While the debate goes on, the remote beach became better known. It attracted some families for an weekend outing there, with some adults and kids acting less than friendly to the marine-lives found on the beach, turning stones, throwing them away from their natural habitat, catching them and even killing them, for a free-meal or just for the fun of doing it. The environmentalists were alarmed and have organized a 50-member "ecological guard" to monitor the site after they found remains of starfish and sea urchins littering the area.
That reminds me of a documentary that I saw many years ago featuring IM Pei's conservation effort when in the 1900s he designed the Miho Museum for Shumei, an Shinto organization founded by Mihoko Koyama, one of the wealthiest Japanese women and the lady who founded the religious group. The stunning thing about the documentary was that a whole mountain was moved piece by piece to an interim location, with its plants, soils and everything; until the museum was completed underground when all would be transported back to be reconstructed exactly as before.
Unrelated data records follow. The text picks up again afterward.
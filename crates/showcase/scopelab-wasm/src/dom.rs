//! `UiSurface` over the live DOM.
//!
//! Ids are element ids, markers are CSS classes, children are found with a
//! `.marker` selector and log lines are `<div class="log-entry ...">` children.
//! Other children of a log container are left alone.

use wasm_bindgen::{JsCast, JsValue};
use web_sys::{Document, Element, HtmlElement, NodeList};

use scopelab_core::{Result, ScopelabError, UiSurface};

fn host_err(context: &str, err: JsValue) -> ScopelabError {
    ScopelabError::Host {
        reason: format!("{context}: {err:?}"),
    }
}

const LINE_CLASS: &str = "log-entry";
const LINE_SELECTOR: &str = ":scope > .log-entry";

pub struct DomSurface {
    document: Document,
}

impl DomSurface {
    pub fn new(document: Document) -> Self {
        Self { document }
    }

    /// Surface over `window.document`.
    pub fn from_window() -> Result<Self> {
        let document = web_sys::window()
            .and_then(|w| w.document())
            .ok_or_else(|| ScopelabError::Host {
                reason: "no window.document available".to_string(),
            })?;
        Ok(Self::new(document))
    }

    fn element(&self, id: &str) -> Result<Element> {
        self.document
            .get_element_by_id(id)
            .ok_or_else(|| ScopelabError::not_found(id))
    }

    fn html_element(&self, id: &str) -> Result<HtmlElement> {
        self.element(id)?
            .dyn_into::<HtmlElement>()
            .map_err(|_| ScopelabError::Host {
                reason: format!("#{id} is not an HTML element"),
            })
    }

    fn log_lines(&self, parent: &Element) -> Result<NodeList> {
        parent
            .query_selector_all(LINE_SELECTOR)
            .map_err(|e| host_err("querySelectorAll", e))
    }

    fn child(&self, id: &str, marker: &str) -> Result<Option<Element>> {
        self.element(id)?
            .query_selector(&format!(".{marker}"))
            .map_err(|e| host_err("querySelector", e))
    }
}

impl UiSurface for DomSurface {
    fn contains(&self, id: &str) -> bool {
        self.document.get_element_by_id(id).is_some()
    }

    fn add_marker(&self, id: &str, marker: &str) -> Result<()> {
        self.element(id)?
            .class_list()
            .add_1(marker)
            .map_err(|e| host_err("classList.add", e))
    }

    fn remove_marker(&self, id: &str, marker: &str) -> Result<()> {
        self.element(id)?
            .class_list()
            .remove_1(marker)
            .map_err(|e| host_err("classList.remove", e))
    }

    fn has_marker(&self, id: &str, marker: &str) -> Result<bool> {
        Ok(self.element(id)?.class_list().contains(marker))
    }

    fn set_style(&self, id: &str, property: &str, value: &str) -> Result<()> {
        self.html_element(id)?
            .style()
            .set_property(property, value)
            .map_err(|e| host_err("style.setProperty", e))
    }

    fn set_child_text(&self, id: &str, child_marker: &str, text: &str) -> Result<bool> {
        match self.child(id, child_marker)? {
            Some(child) => {
                child.set_text_content(Some(text));
                Ok(true)
            }
            None => Ok(false),
        }
    }

    fn set_child_style(
        &self,
        id: &str,
        child_marker: &str,
        property: &str,
        value: &str,
    ) -> Result<bool> {
        let Some(child) = self.child(id, child_marker)? else {
            return Ok(false);
        };
        let child: HtmlElement = child.dyn_into().map_err(|_| ScopelabError::Host {
            reason: format!("#{id} .{child_marker} is not an HTML element"),
        })?;
        child
            .style()
            .set_property(property, value)
            .map_err(|e| host_err("style.setProperty", e))?;
        Ok(true)
    }

    fn append_line(&self, id: &str, text: &str, marker: &str) -> Result<usize> {
        let parent = self.element(id)?;
        let line = self
            .document
            .create_element("div")
            .map_err(|e| host_err("createElement", e))?;
        line.set_class_name(&format!("{LINE_CLASS} {marker}"));
        line.set_text_content(Some(text));
        parent
            .append_child(&line)
            .map_err(|e| host_err("appendChild", e))?;
        Ok(self.log_lines(&parent)?.length() as usize)
    }

    fn remove_first_line(&self, id: &str) -> Result<()> {
        let first = self
            .element(id)?
            .query_selector(LINE_SELECTOR)
            .map_err(|e| host_err("querySelector", e))?;
        if let Some(first) = first {
            first.remove();
        }
        Ok(())
    }

    fn clear_lines(&self, id: &str) -> Result<()> {
        // querySelectorAll returns a static list.
        let lines = self.log_lines(&self.element(id)?)?;
        for i in 0..lines.length() {
            if let Some(line) = lines.item(i).and_then(|n| n.dyn_into::<Element>().ok()) {
                line.remove();
            }
        }
        Ok(())
    }

    fn set_scroll_locked(&self, locked: bool) {
        let Some(body) = self.document.body() else {
            log::warn!("scroll lock: document has no body");
            return;
        };
        let style = body.style();
        let res = if locked {
            style.set_property("overflow", "hidden")
        } else {
            style.remove_property("overflow").map(|_| ())
        };
        if let Err(err) = res {
            log::warn!("scroll lock failed: {err:?}");
        }
    }
}
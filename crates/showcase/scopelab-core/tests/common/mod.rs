#![allow(dead_code)]
use std::rc::Rc;
use chrono::NaiveTime;
use scopelab_core::{Config, ImmediateClock, InMemorySurface, Session, TokioClock};

pub fn demo_surface() -> Rc<InMemorySurface> {
    Rc::new(
        InMemorySurface::new()
            .with_element("results")
            .with_element("box")
            .with_element("box-2")
            .with_element("modal")
            .with_child("modal", "modal-content")
            .with_element("loader")
            .with_child("loader", "loader-message"),
    )
}

pub fn noon_clock() -> Rc<ImmediateClock> {
    Rc::new(ImmediateClock::at_time(
        NaiveTime::from_hms_opt(12, 0, 0).unwrap(),
    ))
}

pub fn immediate_session() -> (Rc<InMemorySurface>, Rc<ImmediateClock>, Session) {
    let surface = demo_surface();
    let clock = noon_clock();
    let cfg = Config {
        rng_seed: Some(42),
        ..Config::default()
    };
    let session = Session::new(surface.clone(), clock.clone(), cfg);
    (surface, clock, session)
}

pub fn tokio_session() -> (Rc<InMemorySurface>, Session) {
    let surface = demo_surface();
    let session = Session::new(surface.clone(), Rc::new(TokioClock), Config::default());
    (surface, session)
}
//! Scopelab Core (surface-agnostic)
//!
//! Engine behind the scopelab showcase: a bounded result log, a sequential
//! animation step runner, modal/loader visibility toggles and the small lesson
//! utilities the demo buttons call into. The UI (a DOM in the browser, an
//! in-memory element store in tests) and the clock are reached only through the
//! [`UiSurface`] and [`Clock`] traits; adapters (wasm) implement them.

pub mod animation;
pub mod clock;
pub mod config;
pub mod diagnostics;
pub mod error;
pub mod formatter;
pub mod ids;
pub mod lessons;
pub mod result_log;
pub mod runner;
pub mod session;
pub mod surface;
pub mod visibility;

// Re-exports for consumers (adapters)
pub use animation::{
    parse_sequence, random_animation, AnimationCounter, AnimationName, Animator,
};
#[cfg(feature = "tokio")]
pub use clock::TokioClock;
pub use clock::{Clock, ImmediateClock, SleepFuture};
pub use config::Config;
pub use diagnostics::{Diagnostic, DiagnosticKind, Diagnostics, DiagnosticsCfg};
pub use error::ScopelabError;
pub use formatter::{format_at, format_message, Severity};
pub use ids::{IdAllocator, RunId};
pub use lessons::{
    circle_area, greet, rectangle_area, validate_and_process_input, Counter, ProcessResult,
    ProcessedInput,
};
pub use result_log::{LogEntry, ResultLog};
pub use runner::{RunSummary, StepRunner};
pub use session::{Session, Trigger, TriggerOutcome};
pub use surface::{InMemorySurface, UiSurface};
pub use visibility::{ModalReset, VisibilityState, VisibilityToggles};

/// Scopelab result type
pub type Result<T> = core::result::Result<T, ScopelabError>;
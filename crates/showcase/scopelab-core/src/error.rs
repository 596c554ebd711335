//! Error types for the showcase core

use serde::{Deserialize, Serialize};

/// Error taxonomy for showcase operations.
///
/// Every failure is terminal for the single invocation that produced it and
/// leaves shared state (log, markers, visibility) untouched.
#[derive(thiserror::Error, Debug, Clone, PartialEq, Eq, Serialize, Deserialize)]
#[non_exhaustive]
pub enum ScopelabError {
    /// Referenced element or log surface does not resolve
    #[error("Element not found: {id}")]
    NotFound { id: String },

    /// Caller supplied unusable input
    #[error("Invalid input: {reason}")]
    InvalidInput { reason: String },

    /// A step run is already in flight for this target
    #[error("Animation run already in progress on {target}")]
    RunInProgress { target: String },

    /// Config or payload (de)serialization failed
    #[error("Serialization error: {reason}")]
    Serialization { reason: String },

    /// The host surface or timer rejected an operation
    #[error("Host error: {reason}")]
    Host { reason: String },
}

impl ScopelabError {
    /// Shorthand for a not-found error on `id`.
    pub fn not_found(id: impl Into<String>) -> Self {
        Self::NotFound { id: id.into() }
    }

    /// Shorthand for an invalid-input error.
    pub fn invalid_input(reason: impl Into<String>) -> Self {
        Self::InvalidInput {
            reason: reason.into(),
        }
    }

    /// Get error category for logging/diagnostics
    #[inline]
    pub fn category(&self) -> &'static str {
        match self {
            Self::NotFound { .. } => "lookup",
            Self::InvalidInput { .. } => "validation",
            Self::RunInProgress { .. } => "runner",
            Self::Serialization { .. } => "serialization",
            Self::Host { .. } => "host",
        }
    }
}

impl From<serde_json::Error> for ScopelabError {
    fn from(err: serde_json::Error) -> Self {
        Self::Serialization {
            reason: err.to_string(),
        }
    }
}
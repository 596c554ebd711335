//! Log line formatting: `<icon> [HH:MM:SS] <message>`.

use chrono::NaiveTime;
use serde::{Deserialize, Serialize};

use crate::clock::Clock;

/// Severity of a log entry.
#[derive(Debug, Clone, Copy, Default, PartialEq, Eq, Hash, Serialize, Deserialize)]
#[serde(rename_all = "lowercase")]
pub enum Severity {
    #[default]
    Info,
    Success,
    Error,
    Warning,
}

impl Severity {
    /// Parse a severity tag. Unknown tags fall back to `Info`.
    pub fn from_tag(tag: &str) -> Self {
        match tag.trim().to_ascii_lowercase().as_str() {
            "success" => Self::Success,
            "error" => Self::Error,
            "warning" => Self::Warning,
            _ => Self::Info,
        }
    }

    #[inline]
    pub fn name(&self) -> &'static str {
        match self {
            Self::Info => "info",
            Self::Success => "success",
            Self::Error => "error",
            Self::Warning => "warning",
        }
    }

    #[inline]
    pub fn icon(&self) -> &'static str {
        match self {
            Self::Info => "ℹ️",
            Self::Success => "✅",
            Self::Error => "❌",
            Self::Warning => "⚠️",
        }
    }
}

impl From<&str> for Severity {
    fn from(tag: &str) -> Self {
        Self::from_tag(tag)
    }
}

/// Pure form: render `message` at the given local time-of-day.
pub fn format_at(message: &str, severity: Severity, at: NaiveTime) -> String {
    format!(
        "{} [{}] {}",
        severity.icon(),
        at.format("%H:%M:%S"),
        message
    )
}

/// Render `message` stamped with the clock's current local time.
pub fn format_message(message: &str, severity: Severity, clock: &dyn Clock) -> String {
    format_at(message, severity, clock.now().time())
}
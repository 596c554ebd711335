//! Animation step runner.
//!
//! Drives one target through an ordered list of animations: apply marker, log
//! progress, wait, remove marker. Steps of one run never overlap. Runs against
//! different targets interleave freely at their delays; a second run against a
//! target whose run is still in flight is rejected.

use std::cell::RefCell;
use std::rc::Rc;
use std::time::Duration;

use hashbrown::HashSet;
use serde::{Deserialize, Serialize};

use crate::animation::AnimationName;
use crate::clock::Clock;
use crate::config::Config;
use crate::diagnostics::Diagnostics;
use crate::error::ScopelabError;
use crate::formatter::Severity;
use crate::ids::{IdAllocator, RunId};
use crate::result_log::ResultLog;
use crate::surface::UiSurface;
use crate::Result;

pub const COMPLETION_MESSAGE: &str = "Animation sequence completed!";

/// Completion signal of a finished run.
#[derive(Debug, Clone, PartialEq, Eq, Serialize, Deserialize)]
pub struct RunSummary {
    pub run: RunId,
    pub target: String,
    pub steps_completed: usize,
}

/// Transient state of one run. `index` stays in `[0, steps.len()]`.
#[derive(Debug)]
struct SequenceRun<'a> {
    id: RunId,
    target: &'a str,
    steps: &'a [AnimationName],
    delay: Duration,
    index: usize,
}

impl<'a> SequenceRun<'a> {
    fn current(&self) -> Option<AnimationName> {
        self.steps.get(self.index).copied()
    }

    fn advance(&mut self) {
        if self.index < self.steps.len() {
            self.index += 1;
        }
    }

    fn progress_message(&self, step: AnimationName) -> String {
        format!("Animation {}/{}: {}", self.index + 1, self.steps.len(), step)
    }
}

/// Holds a target in the in-flight set until dropped.
struct ActiveTarget<'a> {
    active: &'a RefCell<HashSet<String>>,
    target: String,
}

impl Drop for ActiveTarget<'_> {
    fn drop(&mut self) {
        self.active.borrow_mut().remove(&self.target);
    }
}

pub struct StepRunner {
    surface: Rc<dyn UiSurface>,
    clock: Rc<dyn Clock>,
    log: Rc<ResultLog>,
    diagnostics: Diagnostics,
    default_delay: Duration,
    ids: RefCell<IdAllocator>,
    active: RefCell<HashSet<String>>,
}

impl StepRunner {
    pub fn new(
        surface: Rc<dyn UiSurface>,
        clock: Rc<dyn Clock>,
        log: Rc<ResultLog>,
        diagnostics: Diagnostics,
        cfg: &Config,
    ) -> Self {
        Self {
            surface,
            clock,
            log,
            diagnostics,
            default_delay: Duration::from_millis(cfg.step_delay_ms),
            ids: RefCell::new(IdAllocator::new()),
            active: RefCell::new(HashSet::new()),
        }
    }

    #[inline]
    pub fn default_delay(&self) -> Duration {
        self.default_delay
    }

    /// Whether a run against `target` is currently in flight.
    pub fn is_running(&self, target: &str) -> bool {
        self.active.borrow().contains(target)
    }

    fn acquire(&self, target: &str) -> Result<ActiveTarget<'_>> {
        if !self.surface.contains(target) {
            return Err(self
                .diagnostics
                .raise("runner.run", ScopelabError::not_found(target)));
        }
        if !self.active.borrow_mut().insert(target.to_string()) {
            return Err(self.diagnostics.raise(
                "runner.run",
                ScopelabError::RunInProgress {
                    target: target.to_string(),
                },
            ));
        }
        Ok(ActiveTarget {
            active: &self.active,
            target: target.to_string(),
        })
    }

    fn note(&self, message: &str, severity: Severity) {
        if let Err(err) = self.log.append(message, None, severity) {
            log::debug!("run entry not logged: {err}");
        }
    }

    fn clear_animation_markers(&self, target: &str) -> Result<()> {
        for name in AnimationName::ALL {
            self.surface.remove_marker(target, name.marker())?;
        }
        Ok(())
    }

    /// Run `steps` against `target`, waiting `delay` (default from config)
    /// between applying and removing each marker.
    pub async fn run(
        &self,
        target: &str,
        steps: &[AnimationName],
        delay: Option<Duration>,
    ) -> Result<RunSummary> {
        let _guard = self.acquire(target)?;
        let mut run = SequenceRun {
            id: self.ids.borrow_mut().alloc_run(),
            target,
            steps,
            delay: delay.unwrap_or(self.default_delay),
            index: 0,
        };
        log::info!(
            "{}: {} step(s) on '{}' every {:?}",
            run.id,
            steps.len(),
            run.target,
            run.delay
        );

        self.clear_animation_markers(target)
            .map_err(|e| self.diagnostics.raise("runner.run", e))?;

        while let Some(step) = run.current() {
            self.surface
                .add_marker(target, step.marker())
                .map_err(|e| self.diagnostics.raise("runner.run", e))?;
            self.note(&run.progress_message(step), Severity::Info);
            self.clock.sleep(run.delay).await;
            self.surface
                .remove_marker(target, step.marker())
                .map_err(|e| self.diagnostics.raise("runner.run", e))?;
            run.advance();
        }

        self.note(COMPLETION_MESSAGE, Severity::Success);
        log::debug!("{} complete", run.id);
        Ok(RunSummary {
            run: run.id,
            target: target.to_string(),
            steps_completed: run.index,
        })
    }
}
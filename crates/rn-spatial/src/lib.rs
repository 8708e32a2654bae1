//! `rn-spatial`: snapping query points onto road segments.
//!
//! # Crate layout
//!
//! | Module         | Contents                                                   |
//! |----------------|------------------------------------------------------------|
//! | [`mercator`]   | `Mercator` trait, `WebMercator`, `Equirectangular`         |
//! | [`projection`] | `Projector`, `PerpendicularProjection`, free functions     |
//!
//! # Feature flags
//!
//! | Flag    | Effect                                                       |
//! |---------|--------------------------------------------------------------|
//! | `serde` | Derives `Serialize`/`Deserialize` on public types.           |

pub mod mercator;
pub mod projection;


pub use mercator::{Equirectangular, Mercator, WebMercator};
pub use projection::{
    PerpendicularProjection, Projector, ordered_perpendicular_distance, perpendicular_distance,
    project,
};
I believe only the Japanese can support and execute this grand conservation project with such vision and precision!
When IM Pei first saw the mountains, he exclaimed, "This is Shangri-La". And madam Mihoko (Miho being the name of the museum) agreed and spared no fund in supporting Pei's grand design to conserve one of Japan's many Shangri-Las. As its says on Miho's official website:
80% of the museum's structure is beneath the earth so as to preserve its natural environment and to assimilate it into the surrounding scenery. This unique design clearly demonstrates the intention of its architect, I. M. Pei, to create a paradise on earth. When he first visited the site, he was moved to declare, "This is Shangri-La."